McCartney v PA Comm of Cal Med Bd
The Physician Assistant (PA) McCartney saw a female patient in the ED with left arm pain but no other symptoms. She was treated with pain pills and discharged according to protocol. She died the next day of an MI. The Medical Board disciplined the PA and he sued. He won in all the courts with the brunt going to the poor protocols of the hospital.
Natl. Assn of Optometrists v Brown
The Association, LensCrafter and Eye Care Center of America sued California for its statute that prohibits opticians from offering prescription eyewear at the same location in which eye examination are provided. They say it violates the Commerce Clause. The 8th Circuit disagreed. Since most opticians are multi state companies they feel they are being singled out under the Commerce Clause. The Court said that the rationale was to protect California's optometric profession from being taken over by large business interests. Opticians are not licensed but Optometrists and Ophthalmologists are. The case was sent back to the district court for LensCrafter to have the burden to prove that the law is more burdensome than beneficial.
Ames v Washington Medical Board
Dr. Ames had is license disciplined for using an unapproved device called LISTEN to test for egg allergy. Dr. Ames stated that he could not be disciplined since no expert witness testified against him. The high court said none was necessary. The Board could make their own interpretation. Top
Stratienko v Chattanooga-Hamilton
Dr. Stratienko got into a shoving match with another physician and was suspended for 30 days. He sued and lost. The physicians that he sued then sued Dr. Stratienko for attorney fees under HCQIA. In order to collect attorney fees under this law the defendants are covered under the law, the four standards were followed, the defendants substantially prevailed and the plaintiffs claim or conduct during the litigation was frivolous, unreasonable, without foundation or in bad faith. The Court went first to the last aspect and said the plaintiffs claim was legitimate based on the speed at which the suspension took place and the procedures that were followed. Therefore no attorney fees are allowed. The Court went on to say that under HCQIA, there is nothing that precludes filing prior to the end of the administrative hearings.
Hughes v St. James Hosp
Dr. Hughes had a reprimand for sexual misconduct and admitting at the Medical Board that his actions were unprofessional. He had a hearing with counsel at the hospital when his privileges were revoked. In his argument he challenged the Montana peer review statue as unconstitutional but the attorney did not notify the state attorney general of the case in the requisite time. This was therefore dismissed as untimely. The Court also dismissed all of the physician's other claims as well since he had agreed his actions were unprofessional. Top
Hospitals v CalOptima
Eight southern California hospitals have sued the Medicaid intermediary CalOptima and Pacific Health who pays some of the bills for CalOptima. The hospitals claim $1.2 million has not been paid and that the two defendants blame each other.
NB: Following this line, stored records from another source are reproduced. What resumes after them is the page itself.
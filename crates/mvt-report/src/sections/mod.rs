//! Report sections built from loaded scan data.
//!
//! Every builder is total over arbitrary JSON: records with unexpected shapes
//! are skipped or shown as missing data, never treated as an error.

mod apps;
mod browser;
mod findings;
mod network;
mod privacy;
mod recommendations;
mod summary;

use time::{Duration, OffsetDateTime};

use crate::device::DeviceType;
use crate::document::{Block, Document};
use crate::scan::ScanData;

pub use findings::format_security_issue;
pub use summary::device_info;

pub const REPORT_TITLE: &str = "Mobile Device Security Analysis Report";

const SECTION_GAP: f32 = 20.0;
const FOOTER_GAP: f32 = 30.0;
const FOOTER_TEXT: &str = "This report was generated by the Mobile Verification Toolkit (MVT) \
                           Dashboard. MVT is developed by Amnesty International for consensual \
                           forensic analysis. For questions about this report, contact your \
                           security team.";

/// Inputs shared by all section builders.
pub struct ReportContext<'a> {
    pub device_type: DeviceType,
    pub generated_at: OffsetDateTime,
    pub scan: &'a ScanData,
}

impl ReportContext<'_> {
    /// Cutoff for "recent" activity windows measured back from report time.
    pub(crate) fn days_ago(&self, days: i64) -> OffsetDateTime {
        self.generated_at - Duration::days(days)
    }
}

/// Builds the full report content in reading order.
pub fn build_document(context: &ReportContext<'_>) -> Document {
    let mut document = Document::new(REPORT_TITLE);
    document.extend(summary::title_page(context));

    let sections: [fn(&ReportContext<'_>) -> Vec<Block>; 10] = [
        summary::executive_summary,
        summary::device_info_section,
        findings::security_findings,
        apps::installed_applications,
        privacy::privacy_permissions,
        privacy::location_tracking,
        browser::browser_security,
        browser::configuration_profiles,
        network::network_activity,
        network::messaging,
    ];
    for section in sections {
        document.extend(section(context));
        document.push(Block::Spacer(SECTION_GAP));
    }

    document.extend(findings::timeline(context));
    document.push(Block::PageBreak);
    document.extend(recommendations::recommendations(context));

    document.push(Block::Spacer(FOOTER_GAP));
    document.push(Block::normal(FOOTER_TEXT));

    document
}

#[cfg(test)]
pub(crate) mod test_support {
    use std::collections::BTreeMap;

    use serde_json::Value;
    use time::macros::datetime;
    use time::OffsetDateTime;

    use crate::scan::ScanData;

    pub(crate) const NOW: OffsetDateTime = datetime!(2024-02-01 12:00:00 UTC);

    pub(crate) fn scan(entries: &[(&str, Value)]) -> ScanData {
        let results: BTreeMap<String, Value> = entries
            .iter()
            .map(|(key, value)| ((*key).to_string(), value.clone()))
            .collect();

        ScanData::from_results("/tmp/scan", results)
    }

    pub(crate) fn text(blocks: &[crate::document::Block]) -> String {
        blocks
            .iter()
            .map(crate::document::Block::plain_text)
            .collect::<Vec<_>>()
            .join("\n")
    }
}

#[cfg(test)]
mod tests {
    use serde_json::json;

    use super::test_support::{NOW, scan};
    use super::*;

    #[test]
    fn test_build_document_orders_sections() {
        // Arrange
        let scan = scan(&[
            ("info", json!({"mvt_version": "2.5.0"})),
            ("tcc", json!([])),
            ("sms", json!([{"text": "hello"}])),
        ]);
        let context = ReportContext {
            device_type: DeviceType::Ios,
            generated_at: NOW,
            scan: &scan,
        };

        // Act
        let document = build_document(&context);

        // Assert
        assert_eq!(
            document.headings(),
            vec![
                "Executive Summary",
                "Device Information",
                "Security Findings",
                "Installed Applications Analysis",
                "Privacy & Permissions Analysis",
                "Messaging & Communications Analysis",
                "Timeline Analysis",
                "Recommendations",
            ]
        );
        assert!(matches!(document.blocks.first(), Some(Block::Title(title)) if title == REPORT_TITLE));
        assert!(document.plain_text().ends_with("contact your security team."));
    }
}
The hospitals are also seeking interest owed and attorney fees. The suit also accuses CalOptima of negligence in dealing with Pacific Health who was in a financial decline in the years prior to CalOptima contracting with them, that they knew Pacific Health was unable to pay. Top
DISCLAIMER: Although this article is updated periodically, it reflects the author's point of view at the time of publication. Nothing in this article constitutes legal advice. Readers should consult with their own legal counsel before acting on any of the information presented.